Maybe we shouldn't call Olanzapine an antipsychotic or a dopamine antagonist. Maybe we should call it an anti-histamine like benadryl? Or even better, let's call it a H1-5HT2A-5HT6-5HT2B-D4-M4.......5HT1D antagonist. That seems more accurate! But wait - what if we had a similar drug that binds the same receptors but with different affinities (I.e. the boxes at the bottom of the image would be rearranged and different in size)? Now we need to include the receptor affinities in the name for clarification...
You can see that it's easy to go too far down the rabbit hole with this.
As a patient, I would be skeptical of many psychopharmacologic drugs because of their names. I don't want to take an anti-depressant, Duloxetine, for my Fibromyalgia pain. Is this the doctor's way of labeling me as depressed? Why am I being prescribed an antipsychotic, Olanzapine, because I struggle with body image and have Anorexia Nervosa? Does the doctor just think I'm 'crazy'?
Perhaps a change in vernacular is in order. Maybe calling Olanzapine - that dopamine antagonist from earlier - a dopamine antagonist is better than calling it an antipsychotic. Maybe that will help prevent the confusion and distrust that our Redditor friend, /uThrowaway72718272 had. I don't know. But surely, calling Olanzapine an 'antipsychotic' is better than a 'H1-5HT2A-5HT6-5HT2B-D4-M4.......5HT1D antagonist'. And at the end of the day, maybe things should be kept simple for the large majority of people who come across these medications, don't have a background in biochemistry, and are prescribed them for psychotic symptoms. While imperfect, it’s possible simplifications like this are the best route to go. That's the goal of experts in any field - simplify things so that non-experts can understand what's going on. But, I don't know.

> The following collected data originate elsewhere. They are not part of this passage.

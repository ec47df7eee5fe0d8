use super::*;

fn classify(query: &str) -> Classification {
    IntentClassifier::new().classify(query)
}

#[test]
fn test_symbol_lookup_query() {
    let c = classify("getUserById function definition");
    assert_eq!(c.intent, Intent::Symbol);
    assert!(c.confidence >= 0.4, "confidence {}", c.confidence);
    // The identifier itself is extracted as a function entity.
    assert!(c
        .entities
        .iter()
        .any(|e| e.kind == EntityKind::Function && e.text == "getUserById"));
}

#[test]
fn test_config_query() {
    let c = classify("database connection config");
    assert_eq!(c.intent, Intent::Config);
    assert!(c.confidence > 0.2);
}

#[test]
fn test_incident_query() {
    let c = classify("authentication error handling");
    assert_eq!(c.intent, Intent::Incident);
    // Both "error" and "error handling" match, keeping confidence high
    // enough that the policy gate does not shrink the graph depth.
    assert!(c.confidence >= 0.5, "confidence {}", c.confidence);
}

#[test]
fn test_api_query() {
    let c = classify("users endpoint request handler");
    assert_eq!(c.intent, Intent::Api);
}

#[test]
fn test_fallback_to_search() {
    let c = classify("thing stuff whatever");
    assert_eq!(c.intent, Intent::Search);
    assert!(c.confidence <= 0.5);
    // Fallback is always in the suggested policy list.
    assert!(c.suggested_policies.contains(&"search".to_string()));
}

#[test]
fn test_empty_query_falls_back() {
    let c = classify("");
    assert_eq!(c.intent, Intent::Search);
}

#[test]
fn test_scoring_formula() {
    // One match out of ten patterns: 1/10 + 0.2 + 0.1 = 0.4
    let c = classify("config");
    assert_eq!(c.intent, Intent::Config);
    assert!((c.confidence - 0.4).abs() < 1e-5, "got {}", c.confidence);

    // Two matches: 2/10 + 0.2 + 0.2 = 0.6
    let c = classify("function definition");
    assert_eq!(c.intent, Intent::Symbol);
    assert!((c.confidence - 0.6).abs() < 1e-5, "got {}", c.confidence);
}

#[test]
fn test_score_capped_at_one() {
    let c = classify("error exception crash panic bug incident failure failing broken regression");
    assert_eq!(c.intent, Intent::Incident);
    assert!(c.confidence <= 1.0);
}

#[test]
fn test_single_word_patterns_match_whole_words_only() {
    // "rapid" must not match the "api" pattern.
    let c = classify("rapid prototyping notes");
    assert_ne!(c.intent, Intent::Api);
}

#[test]
fn test_multiword_pattern_matches_substring() {
    let c = classify("where is the session store");
    assert_eq!(c.intent, Intent::Symbol);
}

#[test]
fn test_threshold_override() {
    let strict = IntentClassifier::with_threshold(0.9);
    let c = strict.classify("config");
    assert_eq!(c.intent, Intent::Search);
}

#[test]
fn test_entity_extraction_kinds() {
    let entities = extract_entities(
        "fix parse_token in src/lexer.rs for the /api/v1/users route using MAX_RETRIES",
    );
    let kinds: Vec<(EntityKind, &str)> = entities
        .iter()
        .map(|e| (e.kind, e.text.as_str()))
        .collect();
    assert!(kinds.contains(&(EntityKind::Function, "parse_token")));
    assert!(kinds.contains(&(EntityKind::File, "src/lexer.rs")));
    assert!(kinds.contains(&(EntityKind::Route, "/api/v1/users")));
    assert!(kinds.contains(&(EntityKind::Config, "MAX_RETRIES")));
}

#[test]
fn test_entity_positions() {
    let query = "find getUserById here";
    let entities = extract_entities(query);
    let func = entities
        .iter()
        .find(|e| e.text == "getUserById")
        .expect("function entity");
    assert_eq!(func.position, query.find("getUserById").unwrap());
}

#[test]
fn test_file_entity_shadows_inner_identifiers() {
    let entities = extract_entities("open user_service.py");
    // "user_service" alone must not also appear as a function entity.
    assert!(entities.iter().any(|e| e.kind == EntityKind::File));
    assert!(!entities
        .iter()
        .any(|e| e.kind == EntityKind::Function && e.text == "user_service"));
}

#[test]
fn test_class_entities() {
    let entities = extract_entities("where does UserService call struct RateLimiter");
    assert!(entities
        .iter()
        .any(|e| e.kind == EntityKind::Class && e.text == "UserService"));
    assert!(entities
        .iter()
        .any(|e| e.kind == EntityKind::Class && e.text == "RateLimiter"));
}

#[test]
fn test_dotted_config_key() {
    let entities = extract_entities("what does lanes.timeout_ms control");
    assert!(entities
        .iter()
        .any(|e| e.kind == EntityKind::Config && e.text == "lanes.timeout_ms"));
}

The mental health field faces a lot of challenging questions. It has a lot of ways to improve. But the point is that there is no sinister plot here where doctors and the field of medicine are blindly 'pushing antipsychotics' for the hell of it. The reality is a lot less conspiratorial - we're just doing a bad job communicating.4
Already, we can get lost in the weeds of definitions and labels.
All mental health conditions can be reduced to biological basis and neural chemistry. At the end of the day, it is all electrochemical. The more interesting question is what level of analysis (biochemical, psychological, societal, etc.) is best at capturing said condition.
This is done outside the mental health field too. Famous Viagra (a medication used to treat erectile dysfunction) is also used to treat high blood pressure in the lungs
I stand by this claim of bad communication. However, pharma influence is an issue too. Believe it or not, the world can be complicated.